SOCIÉTÉ Sexe & violences Danièle Tritsch et Jean Mariani Seuil, 2023, 384 pages, 21 €

’espèce humaine détient le triste record des violences perpétrées sur les femmes : maltraitances conjugales, viols commis lors de guerres, mutilations génitales rituelles… Les chiffres sont terrifiants : dans le monde, près d’une femme sur trois déclare avoir été battue ou sexuellement abusée durant sa vie. Pour des violences « de plus faible intensité » (main aux fesses, frottement indésiré…), le pourcentage se rapproche de 50 % au travail et de 100 % dans les transports en commun. Parfois, la brutalité est plus psychologique et sournoise, comme dans le cas du déni d’éducation – un phénomène qui explique, selon l’Unesco, que deux tiers des analphabètes dans le monde soient des femmes. Comment pouvonsnous traiter aussi mal une bonne moitié de l’humanité ? C’est ce que les neuroscientifiques Danièle Tritsch et Jean Mariani cherchent à expliquer, en puisant dans des domaines aussi variés que la biologie moléculaire, l’anthropologie, l’éthologie ou le droit. Leur ouvrage décrit les mécanismes cérébraux, hormonaux et sociaux qui concourent à la formation des préférences et des pratiques sexuelles, ainsi qu’aux violences associées. Celles-ci s’enracinent dans des terreaux sociologiques et culturels inégalitaires et misogynes, et sont exacerbées par un certain nombre de « facilitateurs » (séparation, tempérament jaloux, consommation d’alcool…). Lorsque ces violences ne sont pas mortelles, elles accablent les femmes d’un fardeau traumatique potentiellement fatal : une agression sexuelle multiplie ainsi par 26 fois le risque de tentative de suicide dans l’année qui suit.

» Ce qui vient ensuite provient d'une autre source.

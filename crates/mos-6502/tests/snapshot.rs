//! CPU snapshot modules.

mod common;

use common::TestHost;
use emu_core::{SnapshotError, SnapshotReader, SnapshotWriter};
use mos_6502::interrupt::IRQ;
use mos_6502::{Mos6502, Status};

fn running_cpu() -> (Mos6502, TestHost) {
    let mut host = TestHost::new();
    let mut cpu = Mos6502::new();
    let via = host.ctx.interrupts.register_source("via");
    host.ctx.interrupts.register_source("cia");
    host.ctx.clk = 0x0001_2345;
    host.ctx.set_irq(via, true);
    cpu.regs.a = 0x11;
    cpu.regs.x = 0x22;
    cpu.regs.y = 0x33;
    cpu.regs.sp = 0xF7;
    cpu.regs.pc = 0xBEEF;
    cpu.regs.p = Status::from_byte(0xC3);
    (cpu, host)
}

fn fresh() -> (Mos6502, TestHost) {
    let mut host = TestHost::new();
    host.ctx.interrupts.register_source("via");
    host.ctx.interrupts.register_source("cia");
    (Mos6502::new(), host)
}

fn save(cpu: &Mos6502, host: &TestHost) -> Vec<u8> {
    let mut w = SnapshotWriter::new();
    cpu.write_snapshot(&host.ctx, "MAINCPU", &mut w);
    w.finish()
}

#[test]
fn round_trip_restores_registers_clock_and_interrupts() {
    let (cpu, host) = running_cpu();
    let data = save(&cpu, &host);

    let (mut restored, mut target) = fresh();
    let mut r = SnapshotReader::new(&data);
    restored
        .read_snapshot(&mut target.ctx, "MAINCPU", &mut r)
        .expect("snapshot loads");

    assert_eq!(r.position(), data.len());
    assert_eq!(restored.regs.a, 0x11);
    assert_eq!(restored.regs.pc, 0xBEEF);
    assert_eq!(restored.regs.sp, 0xF7);
    assert_eq!(restored.regs.status_byte(), cpu.regs.status_byte());
    assert_eq!(target.ctx.clk, 0x0001_2345);
    assert!(target.ctx.interrupts.is_pending(IRQ));
    assert_eq!(target.ctx.interrupts.irq_lines(), 1);
    assert_eq!(target.ctx.interrupts.irq_clk(), 0x0001_2345);
}

#[test]
fn register_block_follows_header() {
    let (cpu, host) = running_cpu();
    let data = save(&cpu, &host);

    // 16-byte name, major, minor, size dword.
    assert_eq!(&data[..7], b"MAINCPU");
    assert_eq!(data[16], 1);
    assert_eq!(u32::from_le_bytes([data[18], data[19], data[20], data[21]]) as usize, data.len());
    let body = &data[22..];
    assert_eq!(&body[..4], &0x0001_2345u32.to_le_bytes());
    assert_eq!(&body[4..8], &[0x11, 0x22, 0x33, 0xF7]);
    assert_eq!(&body[8..10], &[0xEF, 0xBE]);
    assert_eq!(body[10], 0xC3 | 0x20);
}

#[test]
fn truncated_module_fails_and_leaves_state_alone() {
    let (cpu, host) = running_cpu();
    let data = save(&cpu, &host);

    let (mut restored, mut target) = fresh();
    restored.regs.a = 0x99;
    target.ctx.clk = 77;
    let mut r = SnapshotReader::new(&data[..data.len() - 3]);
    let err = restored
        .read_snapshot(&mut target.ctx, "MAINCPU", &mut r)
        .unwrap_err();

    assert!(matches!(err, SnapshotError::UnexpectedEof { .. }), "{err}");
    assert_eq!(restored.regs.a, 0x99);
    assert_eq!(target.ctx.clk, 77);
    assert!(!target.ctx.interrupts.is_pending(IRQ));
}

#[test]
fn wrong_module_name_is_rejected() {
    let (cpu, host) = running_cpu();
    let data = save(&cpu, &host);

    let (mut restored, mut target) = fresh();
    let mut r = SnapshotReader::new(&data);
    let err = restored
        .read_snapshot(&mut target.ctx, "DRIVECPU0", &mut r)
        .unwrap_err();
    assert!(matches!(err, SnapshotError::ModuleNameMismatch { .. }), "{err}");
}

#[test]
fn newer_major_version_is_rejected() {
    let (cpu, host) = running_cpu();
    let mut data = save(&cpu, &host);
    data[16] = 2;

    let (mut restored, mut target) = fresh();
    let mut r = SnapshotReader::new(&data);
    let err = restored
        .read_snapshot(&mut target.ctx, "MAINCPU", &mut r)
        .unwrap_err();
    assert_eq!(
        err,
        SnapshotError::UnsupportedVersion {
            module: "MAINCPU".to_owned(),
            major: 2,
            minor: 0,
        }
    );
}

#[test]
fn mismatched_interrupt_sources_are_rejected() {
    let (cpu, host) = running_cpu();
    let data = save(&cpu, &host);

    let mut target = TestHost::new();
    target.ctx.interrupts.register_source("via");
    let mut restored = Mos6502::new();
    let mut r = SnapshotReader::new(&data);
    let err = restored
        .read_snapshot(&mut target.ctx, "MAINCPU", &mut r)
        .unwrap_err();
    assert!(matches!(err, SnapshotError::InvalidValue { .. }), "{err}");
}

Bien sûr, ces 380 pages ne suffisent pas à faire le tour des connaissances sur un sujet aussi vaste, de sorte que certaines découvertes importantes sont omises. L’ouvrage gagnerait aussi à ordonner davantage la masse d’informations pluridisciplinaires qu’il mobilise et à développer plus en détail les recherches scientifiques visant à lutter contre ces violences. Il n’en dresse pas moins un état des lieux convaincant, aussi instructif qu’accessible. Par ce biais, il sait convaincre de la complexité du phénomène et de l’urgence à agir. Laurent Bègue-Shankland est professeur de psychologie sociale à l’université Grenoble-Alpes et directeur de la Maison des sciences de l’homme – Alpes.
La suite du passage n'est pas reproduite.